ASSIGNMENT:
The data needs to be returned in full, exactly as it reads.

EXTRACTED MATERIAL:
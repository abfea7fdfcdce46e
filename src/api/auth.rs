//! Auth-plane endpoints: token grants, identity validation, sign-out, recovery.

use chrono::Utc;

use crate::api::{check_response, decode_json, PlatformClient};
use crate::error::{auth::AuthError, Error};
use crate::model::{
    api::SessionResponse,
    session::{Session, SessionUser},
};
use crate::util::form::FormState;

/// Email/password pair for the password grant.
#[derive(Clone, Debug)]
pub struct Credentials {
    pub email: String,
    pub password: String,
}

impl Credentials {
    pub fn new(email: impl Into<String>, password: impl Into<String>) -> Self {
        Self {
            email: email.into(),
            password: password.into(),
        }
    }

    /// Read credentials out of collected form state.
    pub fn from_form(form: &FormState) -> Result<Self, Error> {
        let email = form
            .field("email")
            .ok_or_else(|| Error::ParseError("sign-in form is missing the email field".to_string()))?;
        let password = form.field("password").ok_or_else(|| {
            Error::ParseError("sign-in form is missing the password field".to_string())
        })?;

        Ok(Self::new(email, password))
    }
}

pub struct AuthApi<'a> {
    client: &'a PlatformClient,
}

impl<'a> AuthApi<'a> {
    pub(crate) fn new(client: &'a PlatformClient) -> Self {
        Self { client }
    }

    /// Exchange email/password for a session (password grant).
    pub async fn sign_in(&self, credentials: &Credentials) -> Result<Session, Error> {
        let endpoint = "/auth/v1/token";
        let url = self.client.endpoint(endpoint);

        let response = self
            .client
            .http()
            .post(&url)
            .query(&[("grant_type", "password")])
            .header("apikey", self.client.api_key())
            .json(&serde_json::json!({
                "email": credentials.email,
                "password": credentials.password,
            }))
            .send()
            .await?;

        // The provider answers rejected credentials with a 4xx on the token endpoint;
        // surface that as an auth error instead of a generic request failure.
        if response.status().is_client_error() {
            return Err(AuthError::InvalidCredentials.into());
        }

        let response = check_response(endpoint, response).await?;
        let grant: SessionResponse = decode_json(endpoint, response).await?;

        Ok(grant.into_session(Utc::now()))
    }

    /// Register a new account, returning its initial session.
    pub async fn sign_up(&self, credentials: &Credentials) -> Result<Session, Error> {
        let endpoint = "/auth/v1/signup";
        let url = self.client.endpoint(endpoint);

        let response = self
            .client
            .http()
            .post(&url)
            .header("apikey", self.client.api_key())
            .json(&serde_json::json!({
                "email": credentials.email,
                "password": credentials.password,
            }))
            .send()
            .await?;

        let response = check_response(endpoint, response).await?;
        let grant: SessionResponse = decode_json(endpoint, response).await?;

        Ok(grant.into_session(Utc::now()))
    }

    /// Trade a refresh token for a fresh session.
    pub async fn refresh(&self, refresh_token: &str) -> Result<Session, Error> {
        let endpoint = "/auth/v1/token";
        let url = self.client.endpoint(endpoint);

        let response = self
            .client
            .http()
            .post(&url)
            .query(&[("grant_type", "refresh_token")])
            .header("apikey", self.client.api_key())
            .json(&serde_json::json!({ "refresh_token": refresh_token }))
            .send()
            .await?;

        // A rejected refresh token means the session is gone for good.
        if response.status().is_client_error() {
            return Err(AuthError::RefreshFailed.into());
        }

        let response = check_response(endpoint, response).await?;
        let grant: SessionResponse = decode_json(endpoint, response).await?;

        Ok(grant.into_session(Utc::now()))
    }

    /// Validate an access token server-side, returning the identity it belongs to.
    pub async fn user(&self, access_token: &str) -> Result<SessionUser, Error> {
        let endpoint = "/auth/v1/user";
        let url = self.client.endpoint(endpoint);

        let response = self
            .client
            .http()
            .get(&url)
            .header("apikey", self.client.api_key())
            .bearer_auth(access_token)
            .send()
            .await?;

        let response = check_response(endpoint, response).await?;

        decode_json(endpoint, response).await
    }

    /// Invalidate the session with the provider.
    ///
    /// A provider that no longer knows the session answers 401/404; both count as a
    /// successful sign-out so the operation stays idempotent.
    pub async fn sign_out(&self, access_token: &str) -> Result<(), Error> {
        let endpoint = "/auth/v1/logout";
        let url = self.client.endpoint(endpoint);

        let response = self
            .client
            .http()
            .post(&url)
            .header("apikey", self.client.api_key())
            .bearer_auth(access_token)
            .send()
            .await?;

        let status = response.status();
        if status == reqwest::StatusCode::UNAUTHORIZED || status == reqwest::StatusCode::NOT_FOUND {
            return Ok(());
        }

        check_response(endpoint, response).await?;

        Ok(())
    }

    /// Request a password recovery email.
    pub async fn reset_password(&self, email: &str) -> Result<(), Error> {
        let endpoint = "/auth/v1/recover";
        let url = self.client.endpoint(endpoint);

        let response = self
            .client
            .http()
            .post(&url)
            .header("apikey", self.client.api_key())
            .json(&serde_json::json!({ "email": email }))
            .send()
            .await?;

        check_response(endpoint, response).await?;

        Ok(())
    }
}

TASK SOLUTION:
repository abfea7fdfcdce46e
filename src/api/auth.rs
//! Auth-plane endpoints: token grants, identity validation, sign-out, recovery.

use chrono::Utc;

use crate::api::{check_response, decode_json, PlatformClient};
use crate::error::{auth::AuthError, Error};
use crate::model::{
    api::SessionResponse,
    session::{Session, SessionUser},
};
use crate::util::form::FormState;

/// Email/password pair for the password grant.
#[derive(Clone, Debug)]
pub struct Credentials {
    pub email: String,
    pub password: String,
}

impl Credentials {
    pub fn new(email: impl Into<String>, password: impl Into<String>) -> Self {
        Self {
            email: email.into(),
            password: password.into(),
        }
    }

    /// Read credentials out of collected form state.
    pub fn from_form(form: &FormState) -> Result<Self, Error> {
        let email = form
            .field("email")
            .ok_or_else(|| Error::ParseError("sign-in form is missing the email field".to_string()))?;
        let password = form.field("password").ok_or_else(|| {
            Error::ParseError("sign-in form is missing the password field".to_string())
        })?;

        Ok(Self::new(email, password))
    }
}

pub struct AuthApi<'a> {
    client: &'a PlatformClient,
}

impl<'a> AuthApi<'a> {
    pub(crate) fn new(client: &'a PlatformClient) -> Self {
        Self { client }
    }

    /// Exchange email/password for a session (password grant).
    pub async fn sign_in(&self, credentials: &Credentials) -> Result<Session, Error> {
        let endpoint = "/auth/v1/token";
        let url = self.client.endpoint(endpoint);

        let response = self
            .client
            .http()
            .post(&url)
            .query(&[("grant_type", "password")])
            .header("apikey", self.client.api_key())
            .json(&serde_json::json!({
                "email": credentials.email,
                "password": credentials.password,
            }))
            .send()
            .await?;

        // The provider answers rejected credentials with a 4xx on the token endpoint;
        // surface that as an auth error instead of a generic request failure.
        if response.status().is_client_error() {
            return Err(AuthError::InvalidCredentials.into());
        }

        let response = check_response(endpoint, response).await?;
        let grant: SessionResponse = decode_json(endpoint, response).await?;

        Ok(grant.into_session(Utc::now()))
    }

    /// Register a new account, returning its initial session.
    pub async fn sign_up(&self, credentials: &Credentials) -> Result<Session, Error> {
        let endpoint = "/auth/v1/signup";
        let url = self.client.endpoint(endpoint);

        let response = self
            .client
            .http()
            .post(&url)
            .header("apikey", self.client.api_key())
            .json(&serde_json::json!({
                "email": credentials.email,
                "password": credentials.password,
            }))
            .send()
            .await?;

        let response = check_response(endpoint, response).await?;
        let grant: SessionResponse = decode_json(endpoint, response).await?;

        Ok(grant.into_session(Utc::now()))
    }

    /// Trade a refresh token for a fresh session.
    pub async fn refresh(&self, refresh_token: &str) -> Result<Session, Error> {
        let endpoint = "/auth/v1/token";
        let url = self.client.endpoint(endpoint);

        let response = self
            .client
            .http()
            .post(&url)
            .query(&[("grant_type", "refresh_token")])
            .header("apikey", self.client.api_key())
            .json(&serde_json::json!({ "refresh_token": refresh_token }))
            .send()
            .await?;

        // A rejected refresh token means the session is gone for good.
        if response.status().is_client_error() {
            return Err(AuthError::RefreshFailed.into());
        }

        let response = check_response(endpoint, response).await?;
        let grant: SessionResponse = decode_json(endpoint, response).await?;

        Ok(grant.into_session(Utc::now()))
    }

    /// Validate an access token server-side, returning the identity it belongs to.
    pub async fn user(&self, access_token: &str) -> Result<SessionUser, Error> {
        let endpoint = "/auth/v1/user";
        let url = self.client.endpoint(endpoint);

        let response = self
            .client
            .http()
            .get(&url)
            .header("apikey", self.client.api_key())
            .bearer_auth(access_token)
            .send()
            .await?;

        let response = check_response(endpoint, response).await?;

        decode_json(endpoint, response).await
    }

    /// Invalidate the session with the provider.
    ///
    /// A provider that no longer knows the session answers 401/404; both count as a
    /// successful sign-out so the operation stays idempotent.
    pub async fn sign_out(&self, access_token: &str) -> Result<(), Error> {
        let endpoint = "/auth/v1/logout";
        let url = self.client.endpoint(endpoint);

        let response = self
            .client
            .http()
            .post(&url)
            .header("apikey", self.client.api_key())
            .bearer_auth(access_token)
            .send()
            .await?;

        let status = response.status();
        if status == reqwest::StatusCode::UNAUTHORIZED || status == reqwest::StatusCode::NOT_FOUND {
            return Ok(());
        }

        check_response(endpoint, response).await?;

        Ok(())
    }

    /// Request a password recovery email.
    pub async fn reset_password(&self, email: &str) -> Result<(), Error> {
        let endpoint = "/auth/v1/recover";
        let url = self.client.endpoint(endpoint);

        let response = self
            .client
            .http()
            .post(&url)
            .header("apikey", self.client.api_key())
            .json(&serde_json::json!({ "email": email }))
            .send()
            .await?;

        check_response(endpoint, response).await?;

        Ok(())
    }
}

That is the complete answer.